# PC-Netzteilstrom an Platine?



## dummer_schüler (17. Oktober 2004)

Hallo!
 Ich bin in ner IT Schule und muss bald ein Projekt machen.
 Dazu hab ich mir eine Platine überlegt auf der LED's in einem Muster aufblinken und 4 7-Segment Anzeigen ein  Wort anzeigen. In einem Simmulationsprogramm läuft alles. Nun mein  Problem:
 Ich müsste die Platine an einen Stromanschluss von einem PC - Netzteil anschließen.
 Hat jemand erfahrung damit ob man sowas mit einem Adapter machen kann?

 Danke im vorraus!


----------



## Gebot (17. Oktober 2004)

Nimm doch ne Batterie *fg* nen paar LED's kann man locker per Batterie betreiben ^^


----------



## dummer_schüler (17. Oktober 2004)

Ja ich weiss, aber mein Lehrer will das man für alles nur einen An/Aus Schalter braucht und da ich nen Teil der Platine noch über ein Programm ansteuern muss, also der PC auch eingeschaltet werden muss kann ich da keine Batterie benutzen.


----------



## Gebot (17. Oktober 2004)

Nimm doch einfach von einem 12V anschluss vom Netzteil den Strom... kauf dir nen adapter von den 4 Poligen auf irgendwas zwick eine Seite ab und löt das ganze auf deine Platine ^^ is ja kein Problem oder?


----------



## jörg r (18. Oktober 2004)

Nimm doch den USB-Anschluss, wenn Du den PC sowieso brauchst.


----------



## Skinner (18. Oktober 2004)

Ich würde den USB nicht nehmen der liefert die max. 500mA. Besser du hängst die wirklich mit nem Adapter an die 12V und gibts nen Vorwiderstand rein fertig.


----------



## dummer_schüler (18. Oktober 2004)

Gut und wie nennt sich so ein Adapter?
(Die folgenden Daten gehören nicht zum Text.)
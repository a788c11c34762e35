use super::location::LocationCheckRequest;
use crate::error::{Error, Result};
use serde::{Deserialize, Deserializer};

/// Location report as published on the Kafka topic.
#[derive(Debug, Deserialize)]
pub struct LocationMessage {
    #[serde(alias = "USER_ID")]
    pub user_id: Option<String>,
    #[serde(alias = "LATITUDE", alias = "LATITUD", default, deserialize_with = "parse_f64_option")]
    pub latitude: Option<f64>,
    #[serde(alias = "LONGITUDE", alias = "LONGITUD", default, deserialize_with = "parse_f64_option")]
    pub longitude: Option<f64>,
}

impl LocationMessage {
    pub fn into_request(self) -> Result<LocationCheckRequest> {
        let user_id = self
            .user_id
            .ok_or_else(|| Error::validation("message missing user_id"))?;
        let latitude = self
            .latitude
            .ok_or_else(|| Error::validation("message missing latitude"))?;
        let longitude = self
            .longitude
            .ok_or_else(|| Error::validation("message missing longitude"))?;

        let request = LocationCheckRequest {
            user_id,
            latitude,
            longitude,
        };
        request.validate()?;
        Ok(request)
    }
}

fn parse_f64_option<'de, D>(deserializer: D) -> std::result::Result<Option<f64>, D::Error>
where
    D: Deserializer<'de>,
{
    #[derive(Deserialize)]
    #[serde(untagged)]
    enum StringOrFloat {
        String(String),
        Float(f64),
    }

    let v: Option<StringOrFloat> = Option::deserialize(deserializer)?;
    match v {
        Some(StringOrFloat::Float(f)) => Ok(Some(f)),
        Some(StringOrFloat::String(s)) => {
            if s.trim().is_empty() {
                Ok(None)
            } else {
                s.trim().parse::<f64>().map(Some).map_err(serde::de::Error::custom)
            }
        }
        None => Ok(None),
    }
}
Oder gibt es auf irgend einer Internetseite ein Foto davon? Ich kann mir noch nicht viel darunter vorstellen....


----------



## Skinner (18. Oktober 2004)

http://www.pc-icebox.de/de/dept_210.html dort Multi-Power Port . ungefähr so


----------



## dummer_schüler (19. Oktober 2004)

Danke! Wenn jemand noch ne Beispielseite kennt wär ich sehr dankbar!


----------